Em uma mala, em casa, a mulher mostra os boletins de ocorrência que já registrou contra o marido e as medidas protetivas que lhe foi concedida. “Não sei até quando vou ficar assim, se escondendo da vida e do mundo por causa dele [Paulo]”, desabafa a mulher na frente dos dois filhos menores.

A delegada titular da Deam (Delegacia Especializada de Atendimento à Mulher), Rosely Molina, disse que em dois registros de boletim de ocorrência, Edinir não quis representar contra o ex-marido.

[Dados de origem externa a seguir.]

use crate::app::App;
use crate::model::FeedItem;
use crate::util::{html_to_text, strip_control_chars, truncate_to_width};
use chrono::{DateTime, FixedOffset, Utc};
use ratatui::{
    layout::Rect,
    style::{Color, Modifier, Style},
    text::{Line, Span},
    widgets::{Block, Borders, List, ListItem, ListState, Paragraph, Wrap},
    Frame,
};

/// Format timestamp as relative time
pub fn format_relative_time(timestamp: Option<DateTime<FixedOffset>>) -> String {
    let Some(ts) = timestamp else {
        return String::new();
    };

    let diff = Utc::now().timestamp() - ts.timestamp();

    // Clock skew between backend and terminal
    if diff < 0 {
        return "now".to_string();
    }

    if diff < 3600 {
        return format!("{}m", diff / 60);
    }

    if diff < 86400 {
        return format!("{}h", diff / 3600);
    }

    if diff < 604800 {
        return format!("{}d", diff / 86400);
    }

    ts.format("%b %d").to_string()
}

/// Render the unread item list of the active group
pub fn render(f: &mut Frame, app: &App, area: Rect) {
    if area.width < 3 || area.height < 3 {
        return;
    }

    let items = app.active_items();
    let selected = app.selection.selected_index(&app.visible);

    let list_items: Vec<ListItem> = items
        .iter()
        .enumerate()
        .map(|(i, item)| {
            let time_str = format_relative_time(item.parsed_time());

            let title_style = if Some(i) == selected {
                Style::default().bg(Color::DarkGray).fg(Color::White)
            } else {
                Style::default().add_modifier(Modifier::BOLD)
            };

            // Leave room for borders and the time column
            let max_title = area.width.saturating_sub(10) as usize;
            let title = strip_control_chars(item.title());
            let title = truncate_to_width(&title, max_title).into_owned();

            let mut spans = vec![Span::styled(title, title_style)];
            if !time_str.is_empty() {
                spans.push(Span::styled(
                    format!("  {}", time_str),
                    Style::default().fg(Color::DarkGray),
                ));
            }
            ListItem::new(Line::from(spans))
        })
        .collect();

    let title = match app.selection.active_group() {
        Some(group) => format!("{} ({})", group, items.len()),
        None => "Items".to_string(),
    };

    let block = Block::default()
        .borders(Borders::ALL)
        .border_style(Style::default().fg(Color::Cyan))
        .title(title);

    if list_items.is_empty() {
        let paragraph = Paragraph::new(empty_message(app))
            .style(Style::default().fg(Color::DarkGray))
            .block(block);
        f.render_widget(paragraph, area);
        return;
    }

    let mut state = ListState::default().with_selected(selected);
    f.render_stateful_widget(List::new(list_items).block(block), area, &mut state);
}

fn empty_message(app: &App) -> &'static str {
    if app.response.feeds.is_empty() {
        "No items in this time range"
    } else {
        "All caught up"
    }
}

/// Render the preview of the selected item
pub fn render_preview(f: &mut Frame, app: &App, area: Rect) {
    if area.width < 3 || area.height < 3 {
        return;
    }

    let block = Block::default().borders(Borders::ALL).title("Preview");
    let Some(item) = app.selection.selected_item() else {
        f.render_widget(block, area);
        return;
    };

    let paragraph = Paragraph::new(preview_lines(item))
        .block(block)
        .wrap(Wrap { trim: true });
    f.render_widget(paragraph, area);
}

fn preview_lines(item: &FeedItem) -> Vec<Line<'static>> {
    let mut lines = vec![Line::from(Span::styled(
        strip_control_chars(item.title()).into_owned(),
        Style::default().add_modifier(Modifier::BOLD),
    ))];

    // Non-content labels as "key: value" metadata
    for (key, value) in item.labels.iter() {
        if crate::grouping::EXCLUDED_GROUP_LABELS.contains(&key) {
            continue;
        }
        lines.push(Line::from(vec![
            Span::styled(format!("{}: ", key), Style::default().fg(Color::DarkGray)),
            Span::raw(strip_control_chars(value).into_owned()),
        ]));
    }
    if let Some(link) = item.link() {
        lines.push(Line::from(Span::styled(
            strip_control_chars(link).into_owned(),
            Style::default().fg(Color::Blue),
        )));
    }

    if let Some(snippet) = item.summary_snippet() {
        lines.push(Line::from(""));
        lines.extend(
            html_to_text(&strip_control_chars(snippet))
                .lines()
                .map(|l| Line::from(l.to_string())),
        );
    }
    lines
}

#[cfg(test)]
mod tests {
    use super::*;
    use crate::model::Labels;
    use chrono::Duration;

    fn at(offset: Duration) -> Option<DateTime<FixedOffset>> {
        Some((Utc::now() - offset).fixed_offset())
    }

    #[test]
    fn test_format_relative_time_buckets() {
        assert_eq!(format_relative_time(None), "");
        assert_eq!(format_relative_time(at(Duration::minutes(-5))), "now");
        assert_eq!(format_relative_time(at(Duration::minutes(5))), "5m");
        assert_eq!(format_relative_time(at(Duration::hours(3))), "3h");
        assert_eq!(format_relative_time(at(Duration::days(2))), "2d");
    }

    #[test]
    fn test_preview_skips_content_labels() {
        let item = FeedItem::new(
            [
                ("title", "Hello"),
                ("source", "hn"),
                ("content", "<p>long body</p>"),
                ("summary_html_snippet", "<b>Short</b> &amp; sweet"),
            ]
            .into_iter()
            .collect::<Labels>(),
            "2024-05-01T10:00:00Z",
        );
        let text: Vec<String> = preview_lines(&item)
            .iter()
            .map(|l| l.spans.iter().map(|s| s.content.as_ref()).collect())
            .collect();
        assert_eq!(text, vec!["Hello", "source: hn", "", "Short & sweet"]);
    }
}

Ainda segundo a delegada, em dezembro de 2012 foi solicitada a prisão preventiva de Paulo. “No último domingo (1º) foi cumprida a prisão dele por violência doméstica”, afirma Rosely. Paulo foi detido após tentar matar Edinir no show da cantora Roberta Miranda.  

Estatísticas da Sejusp/MS (Secretaria de Justiça e Segurança Pública) apontam que do dia 1º de janeiro até hoje foram registrados 3.179 casos de violência doméstica, desses, 11 foram convertidos em mandado de prisão e apenas seis foram cumpridos.

A Mulher que sofre violência doméstica pode entrar em contato com a delegacia da mulher pelo telefone 3384-1149 ou ir até o local, que fica na Rua Sete de Setembro, nº 2421, no Centro.



Triste ver que essas denúncias não levam a nada, que o cara só fica preso mesmo, depois que acontece o pior.
 
Janaina Vieira em 09/09/2013 08:46:57
Com a palavra a "digníssima" lei, Maria da Penha !
 
Marcos Figueiredo em 08/09/2013 21:32:12
Sinceramente,não sei para que existe Delegacia da mulher e a tão famosa Lei Maria da Penha.Uma mulher trabalhadeira viver uma vida dessa diante dos filhos e da sociedade e por causa de um canalha, pau d'água,ter que viver se escondendo é ruim não?Mulher nenhuma merece um desse naipe ou você acha que merece?Um covarde desse tinha é que ficar um bom tempo na cadeia em trabalho forçado (comendo do que produzisse) para que valorizasse a mulher e os filhos.Tudo isso é porque nossas leis são frouxas demais e a impunidade prevalece.Vamos torcer para que esta mulher não seja mais uma no noticiário dos jornais dessa cidade vítima (morta)da canalhice desse homem.É de dar dó sabermos de uma triste situação como essa.E o pior é que existe muitas mulheres vivendo esse inferno no país.
 
João Alves de Souza em 08/09/2013 15:43:23
Ela pode entrar com ações contra o estado por danos morais, materiais e físicos, para cada filho e ela própria ja que afimou que o mesmo era e é violento contra os 4. Essa ação visa penalizar o estado que apartir do momento que se registra o boletim de ocorrência passa a ter a cautela do acusado, onde se o mesmo violar a medida protetiva deveria ir a cadeia sem direito de responder em liberade por ser considerado de alto risco. Com isso o estado irá tomar as medidas corretas(não só as suas como de outras) para não ter de arcar com os custos futuros(já outras podem fazer o mesmo) e com o dinheiro da indenização a mesma pode junto com os filhos viver em melhores condições em uma outra cidade sem que amigos e familiares do acusado saiba.
 
Alexandre de Souza em 08/09/2013 13:49:09
É brincadeira essa delegacia da mulher,já são quatro anos de sofrimento e tortura e ainda não colocaram esse cara na cadeia tão esperando o que? ela ser mais uma vitima da violência entre casais,espero que isso mude e ainda fazem propaganda dizendo que as mulheres teêm que denunciar,prá que ? pra não ser feito nada,conversa essa lei Maria da penha existe só no papel e nos discursos de autoridades querendo auto promover a si proprio...indignação!!!!